**ACTION ITEM:** Until you reach the line containing "and answers commands", reproduce each line of the listing exactly, please, and include that line as well.
· · ·
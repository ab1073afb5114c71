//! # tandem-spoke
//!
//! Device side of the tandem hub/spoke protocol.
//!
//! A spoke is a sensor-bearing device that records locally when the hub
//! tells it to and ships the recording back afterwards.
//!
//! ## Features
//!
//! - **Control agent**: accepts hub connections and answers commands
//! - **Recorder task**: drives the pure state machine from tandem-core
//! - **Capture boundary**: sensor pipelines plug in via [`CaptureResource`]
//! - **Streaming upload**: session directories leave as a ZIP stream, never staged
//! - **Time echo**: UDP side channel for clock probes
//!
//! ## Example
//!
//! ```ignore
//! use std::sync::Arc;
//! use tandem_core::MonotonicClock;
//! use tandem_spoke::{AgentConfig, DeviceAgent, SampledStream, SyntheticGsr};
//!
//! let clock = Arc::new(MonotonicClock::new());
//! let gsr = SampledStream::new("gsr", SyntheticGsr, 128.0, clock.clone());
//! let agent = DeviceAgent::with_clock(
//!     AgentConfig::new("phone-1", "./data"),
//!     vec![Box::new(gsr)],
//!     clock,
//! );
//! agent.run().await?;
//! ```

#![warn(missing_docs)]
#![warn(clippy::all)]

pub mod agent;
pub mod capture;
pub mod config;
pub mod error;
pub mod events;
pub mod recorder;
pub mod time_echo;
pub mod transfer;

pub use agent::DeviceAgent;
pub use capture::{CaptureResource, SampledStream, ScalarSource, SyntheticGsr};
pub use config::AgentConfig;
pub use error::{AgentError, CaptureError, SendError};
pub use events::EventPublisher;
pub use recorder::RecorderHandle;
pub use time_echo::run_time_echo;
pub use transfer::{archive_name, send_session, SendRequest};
· · ·
**TASK RESULT:**
repository ab1073afb5114c71
//! # tandem-spoke
//!
//! Device side of the tandem hub/spoke protocol.
//!
//! A spoke is a sensor-bearing device that records locally when the hub
//! tells it to and ships the recording back afterwards.
//!
//! ## Features
//!
//! - **Control agent**: accepts hub connections and answers commands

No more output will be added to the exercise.